Security Architecture

QinetiQ believe that an architectural approach is essential for an organisation that is serious about protecting its information assets.

A security architecture will form the core of a corporate strategy for information assurance. It will help an organisation to migrate from a purely reactive, ‘fire-fighting’ model of traditional ‘patch and mend’ security management, to a more forward-thinking approach. An architecture-based process gives clear direction for planned upgrades, while informing and prioritising responses to the inevitable security alerts.

Modern businesses are supported by multiple interconnected systems. Any one of these systems might be a ‘weak link’ in the organisation’s overall defences. Without a clear architectural view, it is difficult to know where such weaknesses lie, let alone make good the deficiency in a cost effective manner. Similarly, it is difficult to build a coherent business case to justify the costs of security mechanisms.

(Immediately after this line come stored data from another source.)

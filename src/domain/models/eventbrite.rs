// Copyright (c) 2025 Kirky.X
//
// Licensed under the MIT License
// See LICENSE file in the project root for full license information.

use chrono::{DateTime, Utc};
use serde::{Deserialize, Serialize};
use serde_json::Value;

/// Eventbrite 订单资源
///
/// 补充查询返回的订单形状，所有字段可选——缺失的详情由 webhook
/// 载荷或默认值兜底。
#[derive(Debug, Clone, Default, Serialize, Deserialize)]
pub struct EventbriteOrder {
    pub id: Option<String>,
    pub event_id: Option<String>,
    pub status: Option<String>,
    pub created: Option<DateTime<Utc>>,
    pub changed: Option<DateTime<Utc>>,
    pub email: Option<String>,
    pub name: Option<String>,
    pub first_name: Option<String>,
    pub last_name: Option<String>,
    pub profile: Option<EventbriteProfile>,
    pub costs: Option<EventbriteCosts>,
}

/// 购买者档案，嵌套来源的优先级高于扁平字段
#[derive(Debug, Clone, Default, Serialize, Deserialize)]
pub struct EventbriteProfile {
    pub name: Option<String>,
    pub first_name: Option<String>,
    pub last_name: Option<String>,
    pub email: Option<String>,
}

/// 订单费用明细
#[derive(Debug, Clone, Default, Serialize, Deserialize)]
pub struct EventbriteCosts {
    pub base_price: Option<EventbriteMoney>,
    pub gross: Option<EventbriteMoney>,
    pub fees: Option<EventbriteMoney>,
    pub net: Option<EventbriteMoney>,
    pub tax: Option<EventbriteMoney>,
    pub total: Option<EventbriteMoney>,
}

/// Eventbrite 金额对象
///
/// `value` 为最小货币单位的整数，但上游偶有异常形状，保留为 JSON
/// 值并在格式化时宽松处理。
#[derive(Debug, Clone, Default, Serialize, Deserialize)]
pub struct EventbriteMoney {
    pub currency: Option<String>,
    pub display: Option<String>,
    pub value: Option<Value>,
}

/// Eventbrite 活动资源
#[derive(Debug, Clone, Default, Serialize, Deserialize)]
pub struct EventbriteEvent {
    pub id: Option<String>,
    pub name: Option<EventbriteText>,
    pub description: Option<EventbriteText>,
    pub summary: Option<String>,
    pub start: Option<EventbriteDatetime>,
    pub end: Option<EventbriteDatetime>,
    pub url: Option<String>,
    pub status: Option<String>,
    pub is_series: Option<bool>,
    pub resource_uri: Option<String>,
    pub logo: Option<EventbriteLogo>,
}

/// 带纯文本和 HTML 两种形式的文本字段
#[derive(Debug, Clone, Default, Serialize, Deserialize)]
pub struct EventbriteText {
    pub text: Option<String>,
    pub html: Option<String>,
}

/// Eventbrite 的时间表示
///
/// `local` 为不带时区的本地时间字符串，用于 slug 日期后缀；
/// `utc` 为权威的存储时间。
#[derive(Debug, Clone, Default, Serialize, Deserialize)]
pub struct EventbriteDatetime {
    pub timezone: Option<String>,
    pub local: Option<String>,
    pub utc: Option<DateTime<Utc>>,
}

/// 活动主图
#[derive(Debug, Clone, Default, Serialize, Deserialize)]
pub struct EventbriteLogo {
    pub url: Option<String>,
    pub original: Option<EventbriteLogoOriginal>,
}

/// 活动主图的原始尺寸版本
#[derive(Debug, Clone, Default, Serialize, Deserialize)]
pub struct EventbriteLogoOriginal {
    pub url: Option<String>,
}

/// 活动列表响应，系列与合集端点共用
#[derive(Debug, Clone, Default, Serialize, Deserialize)]
pub struct EventbriteEventList {
    #[serde(default)]
    pub events: Vec<EventbriteEvent>,
}
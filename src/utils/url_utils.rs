// Copyright (c) 2025 Kirky.X
//
// Licensed under the MIT License
// See LICENSE file in the project root for full license information.

/// 从资源 URL 中提取末段 ID
///
/// Eventbrite 的 `api_url` 形如 `https://.../v3/orders/123456789/`，
/// 取查询串之前的最后一个非空路径段作为资源 ID。
pub fn extract_id_from_url(url: Option<&str>) -> Option<String> {
    let url = url?;
    let sanitized = url.split('?').next().unwrap_or(url);
    sanitized
        .split('/')
        .filter(|segment| !segment.is_empty())
        .next_back()
        .map(str::to_string)
}

/// 确保 URL 以斜杠结尾，便于拼接子资源路径
pub fn ensure_trailing_slash(url: &str) -> String {
    if url.ends_with('/') {
        url.to_string()
    } else {
        format!("{}/", url)
    }
}
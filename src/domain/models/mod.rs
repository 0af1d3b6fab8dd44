// Copyright (c) 2025 Kirky.X
//
// Licensed under the MIT License
// See LICENSE file in the project root for full license information.

/// 领域模型模块
///
/// 该模块定义了系统的核心业务实体，包括：
/// - 爬取活动（crawl）：由 Eventbrite 已发布活动派生的站点条目
/// - 订单（order）：由 Eventbrite 票务订单派生的销售记录
/// - Eventbrite API 资源（eventbrite）：上游补充查询的响应形状
/// - Webhook 载荷（payload）：入站通知的宽松类型表示
///
/// 这些模型构成了系统的数据基础，定义了业务概念的
/// 结构和行为，是领域驱动设计的核心组成部分。
pub mod crawl;
pub mod eventbrite;
pub mod order;
pub mod payload;
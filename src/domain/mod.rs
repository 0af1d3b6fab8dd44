// Copyright (c) 2025 Kirky.X
//
// Licensed under the MIT License
// See LICENSE file in the project root for full license information.

/// 领域层模块
///
/// 该模块包含系统的核心业务逻辑，包括：
/// - 领域模型（models）：核心业务实体和数据结构
/// - 仓库接口（repositories）：数据持久化抽象接口
/// - 用例（use_cases）：具体的业务操作和流程
///
/// 领域层是系统的核心，不依赖于任何外部实现，
/// 体现了纯粹的业务逻辑和业务规则。
pub mod models;
pub mod repositories;
pub mod use_cases;
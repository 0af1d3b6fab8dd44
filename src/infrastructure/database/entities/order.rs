// Copyright 2025 Kirky.X
//
// Licensed under the Apache License, Version 2.0 (the "License");
// you may not use this file except in compliance with the License.
// You may obtain a copy of the License at
//
//     http://www.apache.org/licenses/LICENSE-2.0
//
// Unless required by applicable law or agreed to in writing, software
// distributed under the License is distributed on an "AS IS" BASIS,
// WITHOUT WARRANTIES OR CONDITIONS OF ANY KIND, either express or implied.
// See the License for the specific language governing permissions and
// limitations under the License.

use sea_orm::entity::prelude::*;
use uuid::Uuid;

#[derive(Clone, Debug, PartialEq, DeriveEntityModel)]
#[sea_orm(table_name = "orders")]
pub struct Model {
    #[sea_orm(primary_key, auto_increment = false)]
    pub id: Uuid,
    pub order_id: Option<String>,
    pub event_id: Option<String>,
    pub first_name: Option<String>,
    pub last_name: Option<String>,
    pub email: Option<String>,
    pub gross: Option<String>,
    pub created_at: ChronoDateTimeWithTimeZone,
}

#[derive(Copy, Clone, Debug, EnumIter, DeriveRelation)]
pub enum Relation {}

impl ActiveModelBehavior for ActiveModel {}
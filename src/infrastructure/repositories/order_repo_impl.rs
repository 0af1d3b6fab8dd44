// Copyright 2025 Kirky.X
//
// Licensed under the Apache License, Version 2.0 (the "License");
// you may not use this file except in compliance with the License.
// You may obtain a copy of the License at
//
//     http://www.apache.org/licenses/LICENSE-2.0
//
// Unless required by applicable law or agreed to in writing, software
// distributed under the License is distributed on an "AS IS" BASIS,
// WITHOUT WARRANTIES OR CONDITIONS OF ANY KIND, either express or implied.
// See the License for the specific language governing permissions and
// limitations under the License.

use crate::domain::models::order::Order;
use crate::domain::repositories::order_repository::{OrderRepository, RepositoryError};
use crate::infrastructure::database::entities::order as order_entity;
use crate::infrastructure::repositories::classify_db_err;
use async_trait::async_trait;
use sea_orm::sea_query::OnConflict;
use sea_orm::*;
use std::sync::Arc;

/// 订单仓库实现
pub struct OrderRepositoryImpl {
    /// 数据库连接
    db: Arc<DatabaseConnection>,
}

impl OrderRepositoryImpl {
    /// 创建新的订单仓库实例
    ///
    /// # 参数
    ///
    /// * `db` - 数据库连接
    ///
    /// # 返回值
    ///
    /// 返回新的订单仓库实例
    pub fn new(db: Arc<DatabaseConnection>) -> Self {
        Self { db }
    }

    fn to_active_model(order: &Order) -> order_entity::ActiveModel {
        order_entity::ActiveModel {
            id: Set(order.id),
            order_id: Set(order.order_id.clone()),
            event_id: Set(order.event_id.clone()),
            first_name: Set(order.first_name.clone()),
            last_name: Set(order.last_name.clone()),
            email: Set(order.email.clone()),
            gross: Set(order.gross.clone()),
            created_at: Set(order.created_at.into()),
        }
    }

    fn to_domain(model: order_entity::Model) -> Order {
        Order {
            id: model.id,
            order_id: model.order_id,
            event_id: model.event_id,
            first_name: model.first_name,
            last_name: model.last_name,
            email: model.email,
            gross: model.gross,
            created_at: model.created_at.into(),
        }
    }
}

#[async_trait]
impl OrderRepository for OrderRepositoryImpl {
    async fn upsert(&self, order: &Order) -> Result<(), RepositoryError> {
        order_entity::Entity::insert(Self::to_active_model(order))
            .on_conflict(
                OnConflict::column(order_entity::Column::OrderId)
                    .update_columns([
                        order_entity::Column::EventId,
                        order_entity::Column::FirstName,
                        order_entity::Column::LastName,
                        order_entity::Column::Email,
                        order_entity::Column::Gross,
                        order_entity::Column::CreatedAt,
                    ])
                    .to_owned(),
            )
            .exec(self.db.as_ref())
            .await
            .map_err(classify_db_err)?;
        Ok(())
    }

    async fn insert(&self, order: &Order) -> Result<(), RepositoryError> {
        Self::to_active_model(order)
            .insert(self.db.as_ref())
            .await
            .map_err(classify_db_err)?;
        Ok(())
    }

    async fn update_by_order_id(&self, order: &Order) -> Result<(), RepositoryError> {
        let order_id = order.order_id.as_deref().ok_or(RepositoryError::NotFound)?;

        let mut model: order_entity::ActiveModel = order_entity::Entity::find()
            .filter(order_entity::Column::OrderId.eq(order_id))
            .one(self.db.as_ref())
            .await
            .map_err(classify_db_err)?
            .ok_or(RepositoryError::NotFound)?
            .into();

        model.event_id = Set(order.event_id.clone());
        model.first_name = Set(order.first_name.clone());
        model.last_name = Set(order.last_name.clone());
        model.email = Set(order.email.clone());
        model.gross = Set(order.gross.clone());
        model.created_at = Set(order.created_at.into());

        model.update(self.db.as_ref()).await.map_err(classify_db_err)?;
        Ok(())
    }

    async fn find_by_order_id(&self, order_id: &str) -> Result<Option<Order>, RepositoryError> {
        let model = order_entity::Entity::find()
            .filter(order_entity::Column::OrderId.eq(order_id))
            .one(self.db.as_ref())
            .await
            .map_err(classify_db_err)?;

        Ok(model.map(Self::to_domain))
    }
}
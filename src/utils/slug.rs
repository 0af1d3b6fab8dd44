// Copyright (c) 2025 Kirky.X
//
// Licensed under the MIT License
// See LICENSE file in the project root for full license information.

use chrono::{DateTime, NaiveDate, NaiveDateTime};
use once_cell::sync::Lazy;
use regex::Regex;
use tracing::warn;

static INVALID_CHARS: Lazy<Regex> = Lazy::new(|| Regex::new(r"[^a-z0-9_\s-]").unwrap());
static WHITESPACE_RUNS: Lazy<Regex> = Lazy::new(|| Regex::new(r"\s+").unwrap());
static HYPHEN_RUNS: Lazy<Regex> = Lazy::new(|| Regex::new(r"-{2,}").unwrap());

/// 根据名称和可选的本地开始时间生成 Slug
///
/// 名称转小写后剔除字母、数字、下划线、空白和连字符以外的字符，空白
/// 折叠为单个连字符，连续连字符合并，并去掉首尾连字符。可解析的开始
/// 日期追加 `-MM-DD-YY` 后缀；无法解析的日期仅记录日志并省略后缀。
///
/// 不做唯一性检查，冲突由下游的唯一键 upsert 解决。
pub fn slugify(name: &str, start_local: Option<&str>) -> String {
    let lowered = name.to_lowercase();
    let stripped = INVALID_CHARS.replace_all(&lowered, "");
    let hyphenated = WHITESPACE_RUNS.replace_all(stripped.trim(), "-");
    let collapsed = HYPHEN_RUNS.replace_all(&hyphenated, "-");
    let base = collapsed.trim_matches('-').to_string();

    let date = match start_local {
        Some(raw) => {
            let parsed = parse_local_date(raw);
            if parsed.is_none() {
                warn!("Unparseable event start date {:?}, omitting slug date suffix", raw);
            }
            parsed
        }
        None => None,
    };

    match date {
        Some(date) => format!("{}-{}", base, date.format("%m-%d-%y")),
        None => base,
    }
}

/// 解析 Eventbrite 的本地时间字符串
///
/// 接受 `YYYY-MM-DDTHH:MM:SS`、纯日期以及 RFC 3339 三种写法。
fn parse_local_date(raw: &str) -> Option<NaiveDate> {
    if let Ok(dt) = NaiveDateTime::parse_from_str(raw, "%Y-%m-%dT%H:%M:%S") {
        return Some(dt.date());
    }
    if let Ok(date) = NaiveDate::parse_from_str(raw, "%Y-%m-%d") {
        return Some(date);
    }
    DateTime::parse_from_rfc3339(raw).ok().map(|dt| dt.date_naive())
}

The primary objective of a security architecture is to ensure that the security provisions of diverse systems work together to meet corporate protection needs, while enabling business processes to operate effectively. It must therefore reflect the information exchange and processing needs of the business alongside the protection needs.

A useful security architecture must be clearly derived from corporate protection policy, couched in terms of board level objectives. At the same time, it must key in to the mechanisms and procedures which deliver the defences and incur the costs that the board must approve.

QinetiQ’s Domain Based Security (DBSy®) is designed to fulfil these criteria. It provides the essential link between board level concerns and technical solutions.